# Work request
From the line that contains "pub async fn set_led(&self, led: Led, state: bool)" to the end of the entries, write out every line exactly, including both ends, and nothing more.

(Beginning of Working data)

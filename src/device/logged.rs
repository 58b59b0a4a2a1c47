use std::sync::Arc;
use log::{info, warn};
use tokio::spawn;
use tokio::sync::broadcast::error::{RecvError, TryRecvError};
use tokio::sync::{broadcast, watch};
use tokio::task::JoinHandle;
use tokio_util::sync::CancellationToken;

use crate::device::session::DeviceSession;
use crate::device::transport::Transport;
use crate::device::types::{BlinkyState, Button, ConnectionState, Led};
use crate::error::DeviceError;

/// Log target for the human readable LED / button history of a session.
pub const APPLICATION_LOG_TARGET: &str = "blinky::application";

fn log_transitions(
    cancel: CancellationToken,
    device: String,
    mut rx: broadcast::Receiver<bool>,
    on: String,
    off: String,
) -> JoinHandle<()> {
    spawn(async move {
        let log = |state: bool| {
            let message = if state { &on } else { &off };
            info!(target: APPLICATION_LOG_TARGET, "[{}] {}", device, message);
        };

        'mainloop: loop {
            tokio::select! {
                biased;

                received = rx.recv() => match received {
                    Ok(state) => log(state),
                    Err(RecvError::Lagged(skipped)) => {
                        warn!(target: APPLICATION_LOG_TARGET, "[{}] {} transition(s) were not logged", device, skipped);
                    },
                    Err(RecvError::Closed) => break 'mainloop,
                },
                _ = cancel.cancelled() => {
                    // whatever was queued before cancelling still gets written
                    loop {
                        match rx.try_recv() {
                            Ok(state) => log(state),
                            Err(TryRecvError::Lagged(_)) => continue,
                            Err(_) => break 'mainloop,
                        }
                    }
                },
            }
        }
    })
}

/// Wraps a [`DeviceSession`] and writes every LED toggle and button press to the application log.
pub struct LoggedSession<T: Transport> {
    session: Arc<DeviceSession<T>>,
    device: String,
    cancel: CancellationToken,
    loggers: Vec<JoinHandle<()>>,
}

impl<T: Transport> LoggedSession<T> {
    pub fn new(session: DeviceSession<T>, device: impl Into<String>) -> Self {
        let session = Arc::new(session);
        let device = device.into();
        let cancel = CancellationToken::new();

        let mut loggers = Vec::new();
        for led in [Led::Led1, Led::Led2] {
            loggers.push(log_transitions(
                cancel.clone(),
                device.clone(),
                session.led_transitions(led),
                format!("{} turned ON", led),
                format!("{} turned OFF", led),
            ));
        }
        for button in [Button::Button1, Button::Button2] {
            loggers.push(log_transitions(
                cancel.clone(),
                device.clone(),
                session.button_transitions(button),
                format!("{} pressed", button),
                format!("{} released", button),
            ));
        }

        LoggedSession { session, device, cancel, loggers }
    }

    pub fn device(&self) -> &str {
        &self.device
    }

    pub fn session(&self) -> &Arc<DeviceSession<T>> {
        &self.session
    }

    pub async fn connect(&self) -> Result<(), DeviceError> {
        info!(target: APPLICATION_LOG_TARGET, "[{}] Connecting...", self.device);
        self.session.connect().await
    }

    pub async fn release(&mut self) {
        self.session.release().await;

        self.cancel.cancel();
        for logger in self.loggers.drain(..) {
            let _ = logger.await;
        }
    }

    pub async fn set_led1(&self, state: bool) -> Result<(), DeviceError> {
        self.session.set_led1(state).await
    }

    pub async fn set_led2(&self, state: bool) -> Result<(), DeviceError> {
        self.session.set_led2(state).await
    }

    pub async fn set_led(&self, led: Led, state: bool) -> Result<(), DeviceError> {
        self.session.set_led(led, state).await
    }

    pub fn state(&self) -> watch::Receiver<BlinkyState> {
        self.session.state()
    }

    pub fn connection_state(&self) -> watch::Receiver<ConnectionState> {
        self.session.connection_state()
    }

    pub fn led1(&self) -> watch::Receiver<bool> {
        self.session.led1()
    }

    pub fn led2(&self) -> watch::Receiver<bool> {
        self.session.led2()
    }

    pub fn button1(&self) -> watch::Receiver<bool> {
        self.session.button1()
    }

    pub fn button2(&self) -> watch::Receiver<bool> {
        self.session.button2()
    }
}

impl<T: Transport> Drop for LoggedSession<T> {
    fn drop(&mut self) {
        self.cancel.cancel();
    }
}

(End of Working data)

# Written response
    pub async fn set_led(&self, led: Led, state: bool) -> Result<(), DeviceError> {
        self.session.set_led(led, state).await
    }

    pub fn state(&self) -> watch::Receiver<BlinkyState> {
        self.session.state()
    }

    pub fn connection_state(&self) -> watch::Receiver<ConnectionState> {
        self.session.connection_state()
    }

    pub fn led1(&self) -> watch::Receiver<bool> {
        self.session.led1()
    }

    pub fn led2(&self) -> watch::Receiver<bool> {
        self.session.led2()
    }

    pub fn button1(&self) -> watch::Receiver<bool> {
        self.session.button1()
    }

    pub fn button2(&self) -> watch::Receiver<bool> {
        self.session.button2()
    }
}

impl<T: Transport> Drop for LoggedSession<T> {
    fn drop(&mut self) {
        self.cancel.cancel();
    }
}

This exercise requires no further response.